When I get to the apartment, there's a package on the doorstep. Tessa's name is scribbled in black marker. I shove my key into the door and kick the box inside with me. The lights are off so I know I have the apartment to myself.
I need a shower. I'm tired and need to get some schoolwork done. I yell Tessa's name through the apartment, just to make sure she isn't here, before I undress in the living room, just because I can. The handle to the shower in our only bathroom sticks when you turn it. It takes at least two minutes for the water to catch up with the pipes. Our landlord "fixed" it twice but it never stays.
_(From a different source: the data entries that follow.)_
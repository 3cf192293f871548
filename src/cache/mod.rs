//! Cache Module
//!
//! Provides the in-memory store with maximum-lifetime and idle-lifetime
//! expiry.

mod entry;
mod stats;
mod store;
pub(crate) mod timer;


// Re-export public types
pub use stats::CacheStats;
pub use store::CacheStore;
pub use timer::ExpiryKind;

pub(crate) use store::{Fired, Shared};
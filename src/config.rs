//! Configuration Module
//!
//! Handles loading the two expiry durations from environment variables.

use std::env;
use std::time::Duration;

/// Default maximum lifetime in milliseconds
pub const DEFAULT_MAX_LIFETIME_MS: u64 = 300_000;

/// Default maximum idle lifetime in milliseconds
pub const DEFAULT_MAX_IDLE_LIFETIME_MS: u64 = 60_000;

/// Store configuration parameters.
///
/// Both durations are fixed for the lifetime of a store. No validation is
/// performed: a zero duration makes entries expire almost immediately.
#[derive(Debug, Clone, PartialEq, Eq)]
pub struct Config {
    /// Time after which an entry is evicted regardless of access
    pub max_lifetime: Duration,
    /// Time without a successful read after which an entry is evicted
    pub max_idle_lifetime: Duration,
}

impl Config {
    /// Creates a Config from explicit durations.
    pub fn new(max_lifetime: Duration, max_idle_lifetime: Duration) -> Self {
        Self {
            max_lifetime,
            max_idle_lifetime,
        }
    }

    /// Creates a new Config by loading values from environment variables.
    ///
    /// # Environment Variables
    /// - `MAX_LIFETIME_MS` - Maximum lifetime in milliseconds (default: 300000)
    /// - `MAX_IDLE_LIFETIME_MS` - Maximum idle lifetime in milliseconds (default: 60000)
    ///
    /// Absent or unparsable values fall back to the defaults.
    pub fn from_env() -> Self {
        Self {
            max_lifetime: millis_from_env("MAX_LIFETIME_MS", DEFAULT_MAX_LIFETIME_MS),
            max_idle_lifetime: millis_from_env(
                "MAX_IDLE_LIFETIME_MS",
                DEFAULT_MAX_IDLE_LIFETIME_MS,
            ),
        }
    }
}

fn millis_from_env(name: &str, default: u64) -> Duration {
    let millis = env::var(name)
        .ok()
        .and_then(|v| v.trim().parse().ok())
        .unwrap_or(default);
    Duration::from_millis(millis)
}

impl Default for Config {
    fn default() -> Self {
        Self {
            max_lifetime: Duration::from_millis(DEFAULT_MAX_LIFETIME_MS),
            max_idle_lifetime: Duration::from_millis(DEFAULT_MAX_IDLE_LIFETIME_MS),
        }
    }
}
Tessa even tried a few times, turns out repairwoman isn't her thing. I laugh at the memory of her soaked body and how mad she was when she thought she fixed it. When she turned the metal handle but she ended up yanking the thing off the wall and getting sprayed in the face with cold water. She screamed like a banshee and ran down the hallway, tripping over her own feet.
I've grown used to the creaky nozzle, so I step back and wait for the water to catch up with the pipes. I hear the spraying noise coming and take a quick pee. I still feel awkward about seeing Dakota today. I wonder if she feels the awkwardness too or if she's already over our relationship? She doesn't reach out to me much, ever really, so I have no idea how she feels or where we stand. I don't think she has any negative feelings toward me. She doesn't have a reason to. It's a little weird to me that we went from talking everyday, to barely at all, to two words if I'm lucky.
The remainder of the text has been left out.